Data entries
==========
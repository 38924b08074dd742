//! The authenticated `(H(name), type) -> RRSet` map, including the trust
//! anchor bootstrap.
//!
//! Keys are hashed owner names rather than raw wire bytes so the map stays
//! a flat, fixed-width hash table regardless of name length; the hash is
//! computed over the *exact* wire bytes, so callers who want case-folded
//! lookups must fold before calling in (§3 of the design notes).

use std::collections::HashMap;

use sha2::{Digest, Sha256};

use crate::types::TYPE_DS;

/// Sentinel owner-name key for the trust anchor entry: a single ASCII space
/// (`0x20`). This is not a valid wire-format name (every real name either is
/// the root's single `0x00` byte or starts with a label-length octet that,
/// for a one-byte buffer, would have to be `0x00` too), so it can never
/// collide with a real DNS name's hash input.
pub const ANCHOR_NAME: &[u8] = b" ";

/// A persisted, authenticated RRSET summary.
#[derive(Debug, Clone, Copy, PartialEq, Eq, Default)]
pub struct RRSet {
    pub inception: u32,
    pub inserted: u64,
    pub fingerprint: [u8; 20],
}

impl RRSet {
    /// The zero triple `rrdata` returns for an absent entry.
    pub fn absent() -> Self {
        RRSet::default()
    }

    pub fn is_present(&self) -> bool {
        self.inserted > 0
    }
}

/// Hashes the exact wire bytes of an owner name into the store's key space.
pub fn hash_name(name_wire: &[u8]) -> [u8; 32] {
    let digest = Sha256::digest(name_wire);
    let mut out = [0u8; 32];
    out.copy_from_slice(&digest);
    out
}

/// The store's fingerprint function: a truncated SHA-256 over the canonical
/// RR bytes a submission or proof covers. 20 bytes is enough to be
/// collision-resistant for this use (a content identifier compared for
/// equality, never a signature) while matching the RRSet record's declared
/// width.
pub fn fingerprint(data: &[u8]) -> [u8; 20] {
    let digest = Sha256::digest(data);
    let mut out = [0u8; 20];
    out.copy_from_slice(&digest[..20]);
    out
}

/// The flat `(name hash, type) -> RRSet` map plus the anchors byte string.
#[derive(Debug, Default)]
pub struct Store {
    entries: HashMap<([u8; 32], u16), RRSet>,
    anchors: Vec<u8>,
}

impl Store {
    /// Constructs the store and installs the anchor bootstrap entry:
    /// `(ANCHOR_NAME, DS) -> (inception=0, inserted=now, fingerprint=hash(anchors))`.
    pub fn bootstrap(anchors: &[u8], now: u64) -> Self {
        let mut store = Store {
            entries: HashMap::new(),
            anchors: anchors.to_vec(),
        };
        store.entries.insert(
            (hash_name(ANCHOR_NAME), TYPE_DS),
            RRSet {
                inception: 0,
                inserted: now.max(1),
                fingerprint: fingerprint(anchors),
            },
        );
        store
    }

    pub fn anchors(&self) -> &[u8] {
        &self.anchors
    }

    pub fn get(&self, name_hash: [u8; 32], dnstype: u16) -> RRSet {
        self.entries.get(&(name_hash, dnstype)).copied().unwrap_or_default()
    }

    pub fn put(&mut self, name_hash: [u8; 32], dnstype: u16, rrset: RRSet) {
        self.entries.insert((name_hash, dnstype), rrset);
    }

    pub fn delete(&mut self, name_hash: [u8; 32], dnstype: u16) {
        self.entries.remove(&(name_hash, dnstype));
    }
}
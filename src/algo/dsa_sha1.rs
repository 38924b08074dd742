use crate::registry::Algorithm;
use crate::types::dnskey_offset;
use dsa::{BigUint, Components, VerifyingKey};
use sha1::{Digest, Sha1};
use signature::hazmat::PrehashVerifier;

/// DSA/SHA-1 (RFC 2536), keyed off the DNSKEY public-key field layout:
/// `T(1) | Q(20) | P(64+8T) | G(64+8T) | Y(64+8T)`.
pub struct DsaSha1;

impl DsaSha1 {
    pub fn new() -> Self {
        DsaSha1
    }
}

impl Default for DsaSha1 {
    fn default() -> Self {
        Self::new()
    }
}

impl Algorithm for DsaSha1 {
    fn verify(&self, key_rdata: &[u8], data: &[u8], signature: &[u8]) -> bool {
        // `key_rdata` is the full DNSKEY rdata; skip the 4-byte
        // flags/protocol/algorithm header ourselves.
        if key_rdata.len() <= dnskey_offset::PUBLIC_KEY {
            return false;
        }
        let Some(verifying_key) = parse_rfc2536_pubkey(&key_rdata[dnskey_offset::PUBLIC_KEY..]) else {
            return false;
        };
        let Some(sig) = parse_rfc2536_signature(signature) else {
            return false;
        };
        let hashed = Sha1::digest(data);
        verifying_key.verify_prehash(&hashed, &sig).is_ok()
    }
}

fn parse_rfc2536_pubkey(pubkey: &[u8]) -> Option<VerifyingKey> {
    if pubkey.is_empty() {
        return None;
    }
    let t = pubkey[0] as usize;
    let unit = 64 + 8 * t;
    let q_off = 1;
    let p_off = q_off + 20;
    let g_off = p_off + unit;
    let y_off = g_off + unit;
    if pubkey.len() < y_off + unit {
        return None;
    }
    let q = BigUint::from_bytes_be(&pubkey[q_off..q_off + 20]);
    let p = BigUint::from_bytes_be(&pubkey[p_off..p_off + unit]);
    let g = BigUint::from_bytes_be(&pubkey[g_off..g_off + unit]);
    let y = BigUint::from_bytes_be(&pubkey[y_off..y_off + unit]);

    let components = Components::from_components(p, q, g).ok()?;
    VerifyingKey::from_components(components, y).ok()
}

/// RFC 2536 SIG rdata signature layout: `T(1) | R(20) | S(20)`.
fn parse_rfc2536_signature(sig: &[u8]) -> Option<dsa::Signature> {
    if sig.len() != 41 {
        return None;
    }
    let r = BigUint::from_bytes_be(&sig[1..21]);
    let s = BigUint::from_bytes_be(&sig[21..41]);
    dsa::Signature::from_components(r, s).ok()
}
==========
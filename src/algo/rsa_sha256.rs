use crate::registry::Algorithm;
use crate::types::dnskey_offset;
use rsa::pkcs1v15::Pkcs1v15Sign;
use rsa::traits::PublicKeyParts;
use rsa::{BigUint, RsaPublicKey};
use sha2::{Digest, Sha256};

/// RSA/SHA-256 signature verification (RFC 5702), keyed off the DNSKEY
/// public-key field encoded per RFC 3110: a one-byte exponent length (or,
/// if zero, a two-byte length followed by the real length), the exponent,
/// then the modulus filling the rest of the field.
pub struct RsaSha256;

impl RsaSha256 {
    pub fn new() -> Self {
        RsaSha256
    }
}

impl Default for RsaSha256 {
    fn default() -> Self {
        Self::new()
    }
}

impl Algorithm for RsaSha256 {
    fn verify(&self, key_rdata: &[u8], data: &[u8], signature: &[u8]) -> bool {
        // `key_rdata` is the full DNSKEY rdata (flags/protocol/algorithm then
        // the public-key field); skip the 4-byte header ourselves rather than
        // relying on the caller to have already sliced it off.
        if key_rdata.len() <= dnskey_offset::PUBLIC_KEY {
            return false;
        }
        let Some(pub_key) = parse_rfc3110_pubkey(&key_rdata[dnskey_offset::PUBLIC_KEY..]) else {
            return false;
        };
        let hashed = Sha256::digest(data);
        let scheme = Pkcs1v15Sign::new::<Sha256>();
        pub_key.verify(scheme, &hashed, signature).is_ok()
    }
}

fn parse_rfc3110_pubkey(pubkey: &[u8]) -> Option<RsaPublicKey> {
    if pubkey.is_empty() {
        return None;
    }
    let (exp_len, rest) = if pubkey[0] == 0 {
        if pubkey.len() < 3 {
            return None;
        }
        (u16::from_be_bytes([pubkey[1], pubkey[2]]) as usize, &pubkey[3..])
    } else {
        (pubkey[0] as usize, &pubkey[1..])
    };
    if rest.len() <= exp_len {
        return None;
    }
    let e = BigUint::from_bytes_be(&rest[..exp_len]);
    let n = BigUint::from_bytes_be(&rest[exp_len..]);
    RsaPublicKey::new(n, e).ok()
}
==========
PROBLEM TO SOLVE:
Above are some lines. Repeat exactly, and only, those from the line that has "the map stays" through the line that has "name either is".

REPLY TO THE TASK:
//! Keys are hashed owner names rather than raw wire bytes so the map stays
//! a flat, fixed-width hash table regardless of name length; the hash is
//! computed over the *exact* wire bytes, so callers who want case-folded
//! lookups must fold before calling in (§3 of the design notes).

use std::collections::HashMap;

use sha2::{Digest, Sha256};

use crate::types::TYPE_DS;

/// Sentinel owner-name key for the trust anchor entry: a single ASCII space
/// (`0x20`). This is not a valid wire-format name (every real name either is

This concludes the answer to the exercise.